Problem details: Type the entries out once more. Match them exactly.
** Opening Data to use block **
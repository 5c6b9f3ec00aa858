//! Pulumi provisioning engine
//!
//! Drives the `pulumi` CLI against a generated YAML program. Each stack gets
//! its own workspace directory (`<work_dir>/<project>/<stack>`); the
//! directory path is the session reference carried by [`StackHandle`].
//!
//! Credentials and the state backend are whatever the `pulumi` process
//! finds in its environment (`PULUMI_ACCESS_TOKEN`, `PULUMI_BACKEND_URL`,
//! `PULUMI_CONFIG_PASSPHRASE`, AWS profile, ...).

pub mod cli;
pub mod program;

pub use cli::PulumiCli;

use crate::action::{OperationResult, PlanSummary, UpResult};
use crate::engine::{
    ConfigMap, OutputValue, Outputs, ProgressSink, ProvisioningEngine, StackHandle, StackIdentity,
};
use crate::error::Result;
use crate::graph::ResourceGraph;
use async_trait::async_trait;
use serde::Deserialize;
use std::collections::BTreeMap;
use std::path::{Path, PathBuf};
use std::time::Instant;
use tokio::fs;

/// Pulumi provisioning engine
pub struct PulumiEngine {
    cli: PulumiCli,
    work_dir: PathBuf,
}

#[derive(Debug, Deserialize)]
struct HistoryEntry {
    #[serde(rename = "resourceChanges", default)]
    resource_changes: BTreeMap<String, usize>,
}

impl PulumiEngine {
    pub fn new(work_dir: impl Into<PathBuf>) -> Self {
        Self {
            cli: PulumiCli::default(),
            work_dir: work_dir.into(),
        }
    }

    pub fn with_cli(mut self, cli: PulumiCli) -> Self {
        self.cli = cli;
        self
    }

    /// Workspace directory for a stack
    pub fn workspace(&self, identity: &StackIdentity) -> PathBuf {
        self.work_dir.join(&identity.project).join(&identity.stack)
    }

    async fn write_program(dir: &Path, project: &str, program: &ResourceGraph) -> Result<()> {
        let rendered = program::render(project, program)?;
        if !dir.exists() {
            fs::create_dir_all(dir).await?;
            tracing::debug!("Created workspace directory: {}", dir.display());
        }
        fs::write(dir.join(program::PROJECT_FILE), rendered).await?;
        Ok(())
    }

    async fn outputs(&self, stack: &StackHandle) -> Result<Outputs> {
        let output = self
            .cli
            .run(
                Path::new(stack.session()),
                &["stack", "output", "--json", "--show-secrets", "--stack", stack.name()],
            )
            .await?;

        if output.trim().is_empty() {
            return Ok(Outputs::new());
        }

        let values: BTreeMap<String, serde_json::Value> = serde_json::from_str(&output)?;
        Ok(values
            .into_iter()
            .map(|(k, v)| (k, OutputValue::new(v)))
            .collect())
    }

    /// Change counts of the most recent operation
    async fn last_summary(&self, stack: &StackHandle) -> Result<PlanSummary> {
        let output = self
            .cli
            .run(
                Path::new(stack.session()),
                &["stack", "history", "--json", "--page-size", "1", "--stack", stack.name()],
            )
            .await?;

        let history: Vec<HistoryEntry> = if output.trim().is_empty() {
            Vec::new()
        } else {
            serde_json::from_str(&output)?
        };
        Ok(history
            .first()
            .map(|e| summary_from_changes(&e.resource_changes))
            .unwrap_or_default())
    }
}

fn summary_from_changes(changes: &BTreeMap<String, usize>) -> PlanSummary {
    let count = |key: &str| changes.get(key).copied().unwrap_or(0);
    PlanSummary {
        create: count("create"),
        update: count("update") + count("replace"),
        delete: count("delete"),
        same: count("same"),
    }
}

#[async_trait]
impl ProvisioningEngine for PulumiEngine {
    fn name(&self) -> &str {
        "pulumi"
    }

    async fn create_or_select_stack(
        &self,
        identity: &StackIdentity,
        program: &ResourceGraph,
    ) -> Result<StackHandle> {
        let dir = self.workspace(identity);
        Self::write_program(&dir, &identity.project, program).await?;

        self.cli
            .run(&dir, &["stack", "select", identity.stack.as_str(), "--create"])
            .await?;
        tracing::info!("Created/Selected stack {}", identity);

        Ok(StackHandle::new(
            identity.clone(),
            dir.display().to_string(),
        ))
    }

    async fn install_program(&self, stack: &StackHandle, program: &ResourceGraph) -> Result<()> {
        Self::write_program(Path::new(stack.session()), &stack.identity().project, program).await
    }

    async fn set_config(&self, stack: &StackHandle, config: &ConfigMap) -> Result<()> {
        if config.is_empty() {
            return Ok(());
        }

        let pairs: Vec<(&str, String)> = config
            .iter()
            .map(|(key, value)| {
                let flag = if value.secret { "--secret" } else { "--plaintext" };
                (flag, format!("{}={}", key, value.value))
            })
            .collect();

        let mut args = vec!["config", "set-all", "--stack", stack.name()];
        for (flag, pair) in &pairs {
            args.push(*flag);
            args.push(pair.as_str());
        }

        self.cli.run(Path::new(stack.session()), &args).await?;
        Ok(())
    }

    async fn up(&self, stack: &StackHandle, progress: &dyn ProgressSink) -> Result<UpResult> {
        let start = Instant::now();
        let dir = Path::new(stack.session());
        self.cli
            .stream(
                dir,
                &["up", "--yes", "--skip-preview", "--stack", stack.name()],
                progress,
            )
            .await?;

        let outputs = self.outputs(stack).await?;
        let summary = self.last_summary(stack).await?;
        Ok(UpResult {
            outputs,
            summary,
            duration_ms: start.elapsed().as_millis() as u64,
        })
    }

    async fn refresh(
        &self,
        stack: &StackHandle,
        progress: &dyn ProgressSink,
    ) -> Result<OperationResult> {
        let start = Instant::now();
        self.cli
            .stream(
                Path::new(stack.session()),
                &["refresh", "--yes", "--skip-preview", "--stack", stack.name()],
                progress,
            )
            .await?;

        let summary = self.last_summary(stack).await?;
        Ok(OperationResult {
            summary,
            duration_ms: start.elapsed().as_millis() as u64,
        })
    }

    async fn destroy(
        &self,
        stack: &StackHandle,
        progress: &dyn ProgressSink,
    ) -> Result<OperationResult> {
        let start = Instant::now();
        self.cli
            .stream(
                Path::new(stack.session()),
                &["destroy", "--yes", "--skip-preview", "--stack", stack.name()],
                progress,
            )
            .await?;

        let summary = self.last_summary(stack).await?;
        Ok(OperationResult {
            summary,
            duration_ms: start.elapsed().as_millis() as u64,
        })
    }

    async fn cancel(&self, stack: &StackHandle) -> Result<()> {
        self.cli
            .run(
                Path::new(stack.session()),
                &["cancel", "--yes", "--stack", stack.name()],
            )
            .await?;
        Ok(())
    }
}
** Closing Data to use block **
Exercise solution:
repository 5c6b9f3ec00aa858
//! Pulumi provisioning engine
//!
//! Drives the `pulumi` CLI against a generated YAML program. Each stack gets
//! its own workspace directory (`<work_dir>/<project>/<stack>`); the
//! directory path is the session reference carried by [`StackHandle`].
//!
//! Credentials and the state backend are whatever the `pulumi` process
//! finds in its environment (`PULUMI_ACCESS_TOKEN`, `PULUMI_BACKEND_URL`,
//! `PULUMI_CONFIG_PASSPHRASE`, AWS profile, ...).

pub mod cli;
pub mod program;

pub use cli::PulumiCli;

use crate::action::{OperationResult, PlanSummary, UpResult};
use crate::engine::{
    ConfigMap, OutputValue, Outputs, ProgressSink, ProvisioningEngine, StackHandle, StackIdentity,
};
use crate::error::Result;
use crate::graph::ResourceGraph;
use async_trait::async_trait;
use serde::Deserialize;
use std::collections::BTreeMap;
use std::path::{Path, PathBuf};
use std::time::Instant;
use tokio::fs;

/// Pulumi provisioning engine
pub struct PulumiEngine {
    cli: PulumiCli,
    work_dir: PathBuf,
}

#[derive(Debug, Deserialize)]
struct HistoryEntry {
    #[serde(rename = "resourceChanges", default)]
    resource_changes: BTreeMap<String, usize>,
}

impl PulumiEngine {
    pub fn new(work_dir: impl Into<PathBuf>) -> Self {
        Self {
            cli: PulumiCli::default(),
            work_dir: work_dir.into(),
        }
    }

    pub fn with_cli(mut self, cli: PulumiCli) -> Self {
        self.cli = cli;
        self
    }

    /// Workspace directory for a stack
    pub fn workspace(&self, identity: &StackIdentity) -> PathBuf {
        self.work_dir.join(&identity.project).join(&identity.stack)
    }

    async fn write_program(dir: &Path, project: &str, program: &ResourceGraph) -> Result<()> {
        let rendered = program::render(project, program)?;
        if !dir.exists() {
            fs::create_dir_all(dir).await?;
            tracing::debug!("Created workspace directory: {}", dir.display());
        }
        fs::write(dir.join(program::PROJECT_FILE), rendered).await?;
        Ok(())
    }

    async fn outputs(&self, stack: &StackHandle) -> Result<Outputs> {
        let output = self
            .cli
            .run(
                Path::new(stack.session()),
                &["stack", "output", "--json", "--show-secrets", "--stack", stack.name()],
            )
            .await?;

        if output.trim().is_empty() {
            return Ok(Outputs::new());
        }

        let values: BTreeMap<String, serde_json::Value> = serde_json::from_str(&output)?;
        Ok(values
            .into_iter()
            .map(|(k, v)| (k, OutputValue::new(v)))
            .collect())
    }

    /// Change counts of the most recent operation
    async fn last_summary(&self, stack: &StackHandle) -> Result<PlanSummary> {
        let output = self
            .cli
            .run(
                Path::new(stack.session()),
                &["stack", "history", "--json", "--page-size", "1", "--stack", stack.name()],
            )
            .await?;

        let history: Vec<HistoryEntry> = if output.trim().is_empty() {
            Vec::new()
        } else {
            serde_json::from_str(&output)?
        };
        Ok(history
            .first()
            .map(|e| summary_from_changes(&e.resource_changes))
            .unwrap_or_default())
    }
}

fn summary_from_changes(changes: &BTreeMap<String, usize>) -> PlanSummary {
    let count = |key: &str| changes.get(key).copied().unwrap_or(0);
    PlanSummary {
        create: count("create"),
        update: count("update") + count("replace"),
        delete: count("delete"),
        same: count("same"),
    }
}

#[async_trait]
impl ProvisioningEngine for PulumiEngine {
    fn name(&self) -> &str {
        "pulumi"
    }

    async fn create_or_select_stack(
        &self,
        identity: &StackIdentity,
        program: &ResourceGraph,
    ) -> Result<StackHandle> {
        let dir = self.workspace(identity);
        Self::write_program(&dir, &identity.project, program).await?;

        self.cli
            .run(&dir, &["stack", "select", identity.stack.as_str(), "--create"])
            .await?;
        tracing::info!("Created/Selected stack {}", identity);

        Ok(StackHandle::new(
            identity.clone(),
            dir.display().to_string(),
        ))
    }

    async fn install_program(&self, stack: &StackHandle, program: &ResourceGraph) -> Result<()> {
        Self::write_program(Path::new(stack.session()), &stack.identity().project, program).await
    }

    async fn set_config(&self, stack: &StackHandle, config: &ConfigMap) -> Result<()> {
        if config.is_empty() {
            return Ok(());
        }

        let pairs: Vec<(&str, String)> = config
            .iter()
            .map(|(key, value)| {
                let flag = if value.secret { "--secret" } else { "--plaintext" };
                (flag, format!("{}={}", key, value.value))
            })
            .collect();

        let mut args = vec!["config", "set-all", "--stack", stack.name()];
        for (flag, pair) in &pairs {
            args.push(*flag);
            args.push(pair.as_str());
        }

        self.cli.run(Path::new(stack.session()), &args).await?;
        Ok(())
    }

    async fn up(&self, stack: &StackHandle, progress: &dyn ProgressSink) -> Result<UpResult> {
        let start = Instant::now();
        let dir = Path::new(stack.session());
        self.cli
            .stream(
                dir,
                &["up", "--yes", "--skip-preview", "--stack", stack.name()],
                progress,
            )
            .await?;

        let outputs = self.outputs(stack).await?;
        let summary = self.last_summary(stack).await?;
        Ok(UpResult {
            outputs,
            summary,
            duration_ms: start.elapsed().as_millis() as u64,
        })
    }

    async fn refresh(
        &self,
        stack: &StackHandle,
        progress: &dyn ProgressSink,
    ) -> Result<OperationResult> {
        let start = Instant::now();
        self.cli
            .stream(
                Path::new(stack.session()),
                &["refresh", "--yes", "--skip-preview", "--stack", stack.name()],
                progress,
            )
            .await?;

        let summary = self.last_summary(stack).await?;
        Ok(OperationResult {
            summary,
            duration_ms: start.elapsed().as_millis() as u64,
        })
    }

    async fn destroy(
        &self,
        stack: &StackHandle,
        progress: &dyn ProgressSink,
    ) -> Result<OperationResult> {
        let start = Instant::now();
        self.cli
            .stream(
                Path::new(stack.session()),
                &["destroy", "--yes", "--skip-preview", "--stack", stack.name()],
                progress,
            )
            .await?;

        let summary = self.last_summary(stack).await?;
        Ok(OperationResult {
            summary,
            duration_ms: start.elapsed().as_millis() as u64,
        })
    }

    async fn cancel(&self, stack: &StackHandle) -> Result<()> {
        self.cli
            .run(
                Path::new(stack.session()),
                &["cancel", "--yes", "--stack", stack.name()],
            )
            .await?;
        Ok(())
    }
}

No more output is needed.